Plasma tau significantly peaked 7 days after stroke, where levels were linked to stroke severity, i.e. NIHSS, long-term outcome, represented by the mRS, as well as infarct volume, which confirms prior reports [
19,
20]. No relationship with the distance between the infarct and the ventricles, nor with the CSF/serum albumin ratio was seen at that time point. Similarly, CSF levels of tau, which correlated to the plasma levels of the protein, were related to NIHSS assessment at admission and mRS rating 12 months after stroke. This result was in line with previously published studies on tau in CSF from AIS patients [
15,
17,
36]. Interestingly, CSF tau at admission was not associated with infarct volume unlike plasma tau. Since plasma tau only peaked 7 days after stroke, it is plausible that CSF tau does not adequately reflects infarct volume at admission, but rather 72 h to 1 week after stroke onset. This was actually suggested by Hesse and colleagues, who demonstrated increasing CSF tau levels over time that peaked one or 3 weeks after stroke onset. Only at maximum CSF tau concentrations, there was a correlation with infarct volume [
16,
17]. This corroborates earlier findings on higher CSF tau levels in patients with large infarcts in the subacute stage, i.e. less than 1 month after stroke onset, compared to patients in the acute stage, i.e. less than 1 week [
37]. Importantly, the latter report mentioned that even small infarct volumes resulted in elevated CSF tau levels several days after stroke.

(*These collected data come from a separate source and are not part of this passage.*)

//! Bucket-based tile rendering.
//!
//! Divides the image into tiles (buckets) that can be rendered
//! independently and in parallel using rayon.

use rand::rngs::StdRng;
use rand::{RngCore, SeedableRng};

use crate::renderer::render_pixel;
use crate::{Camera, Color, Hittable};

/// A rectangular region of the image to render.
#[derive(Debug, Clone, Copy, PartialEq, Eq)]
pub struct Bucket {
    /// X coordinate of bucket's top-left corner
    pub x: u32,
    /// Y coordinate of bucket's top-left corner
    pub y: u32,
    /// Width of the bucket in pixels
    pub width: u32,
    /// Height of the bucket in pixels
    pub height: u32,
    /// Row-major position of this bucket in the grid
    pub index: usize,
}

impl Bucket {
    /// Create a new bucket.
    pub fn new(x: u32, y: u32, width: u32, height: u32, index: usize) -> Self {
        Self { x, y, width, height, index }
    }

    /// Get the total number of pixels in this bucket.
    pub fn pixel_count(&self) -> u32 {
        self.width * self.height
    }
}

/// Default bucket size in pixels.
pub const DEFAULT_BUCKET_SIZE: u32 = 64;

/// Generate buckets covering a `width` x `height` image in row-major order.
///
/// Edge buckets are cropped to the image. A zero `bucket_size` is treated as 1.
pub fn generate_buckets(width: u32, height: u32, bucket_size: u32) -> Vec<Bucket> {
    let bucket_size = bucket_size.max(1);
    let mut buckets = Vec::new();

    let mut y = 0;
    while y < height {
        let mut x = 0;
        while x < width {
            let bw = bucket_size.min(width - x);
            let bh = bucket_size.min(height - y);
            buckets.push(Bucket::new(x, y, bw, bh, buckets.len()));
            x += bucket_size;
        }
        y += bucket_size;
    }

    buckets
}

/// Random stream for one bucket, derived from the render seed.
///
/// Depends only on `seed` and `index`, never on which thread runs the bucket.
pub(crate) fn bucket_rng(seed: u64, index: usize) -> StdRng {
    const GOLDEN_GAMMA: u64 = 0x9E37_79B9_7F4A_7C15;
    StdRng::seed_from_u64(seed ^ (index as u64 + 1).wrapping_mul(GOLDEN_GAMMA))
}

/// Render a single bucket to a vector of linear colors.
///
/// Returns pixels in row-major order within the bucket.
pub fn render_bucket(
    bucket: &Bucket,
    camera: &Camera,
    world: &dyn Hittable,
    rng: &mut dyn RngCore,
) -> Vec<Color> {
    let mut pixels = Vec::with_capacity(bucket.pixel_count() as usize);

    for local_y in 0..bucket.height {
        for local_x in 0..bucket.width {
            let global_x = bucket.x + local_x;
            let global_y = bucket.y + local_y;
            pixels.push(render_pixel(camera, world, global_x, global_y, rng));
        }
    }

    pixels
}

/// Result of rendering a bucket.
#[derive(Debug, Clone)]
pub struct BucketResult {
    /// The bucket that was rendered
    pub bucket: Bucket,
    /// Pixel colors in row-major order
    pub pixels: Vec<Color>,
}

impl BucketResult {
    /// Create a new bucket result.
    pub fn new(bucket: Bucket, pixels: Vec<Color>) -> Self {
        Self { bucket, pixels }
    }
}
//! Double-precision math primitives for the Photon ray tracer.
//!
//! Re-exports the `glam` f64 vector types under the names the renderer
//! uses (`Vec3`, `Point3`, `Color`) and adds the pieces glam does not
//! provide: FMA-ordered dot products, near-zero tests, reflection and
//! refraction, rays, intervals and random sampling helpers.

pub use glam::DVec3;

mod interval;
mod ray;
pub mod sampling;
mod vector;

pub use interval::Interval;
pub use ray::Ray;
pub use vector::{reflect, refract, VectorExt};

/// 3-component double-precision vector.
pub type Vec3 = DVec3;

/// A position in world space.
pub type Point3 = DVec3;

/// Linear RGB color, components nominally in [0, 1].
pub type Color = DVec3;

#[cfg(test)]
mod tests {
    use super::*;

    #[test]
    fn test_vec3_creation() {
        let v = Vec3::new(1.0, 2.0, 3.0);
        assert_eq!(v.x, 1.0);
        assert_eq!(v.y, 2.0);
        assert_eq!(v.z, 3.0);
    }

    #[test]
    fn test_vec3_operations() {
        let a = Vec3::new(1.0, 2.0, 3.0);
        let b = Vec3::new(4.0, 5.0, 6.0);
        assert_eq!(a + b, Vec3::new(5.0, 7.0, 9.0));
        assert_eq!(b - a, Vec3::new(3.0, 3.0, 3.0));
        assert_eq!(-a, Vec3::new(-1.0, -2.0, -3.0));
        assert_eq!(a * 2.0, Vec3::new(2.0, 4.0, 6.0));
        assert_eq!(2.0 * a, Vec3::new(2.0, 4.0, 6.0));
        assert_eq!(a * b, Vec3::new(4.0, 10.0, 18.0));
        assert_eq!(b / 2.0, Vec3::new(2.0, 2.5, 3.0));
    }

    #[test]
    fn test_divide_by_zero_is_infinite() {
        let v = Vec3::new(1.0, 2.0, 3.0) / 0.0;
        assert!(v.x.is_infinite() && v.y.is_infinite() && v.z.is_infinite());
    }
}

Although plasma tau was the best candidate biomarker in the current study, compared to neurogranin, the search continues for non-invasive AIS biomarkers providing an early evaluation of the stroke. Ideally, physicians can gauge the severity and long-term outcome of the acute brain damage on admission to the hospital. Most likely this will be enabled by analysis of a panel of proteins, possibly including plasma tau.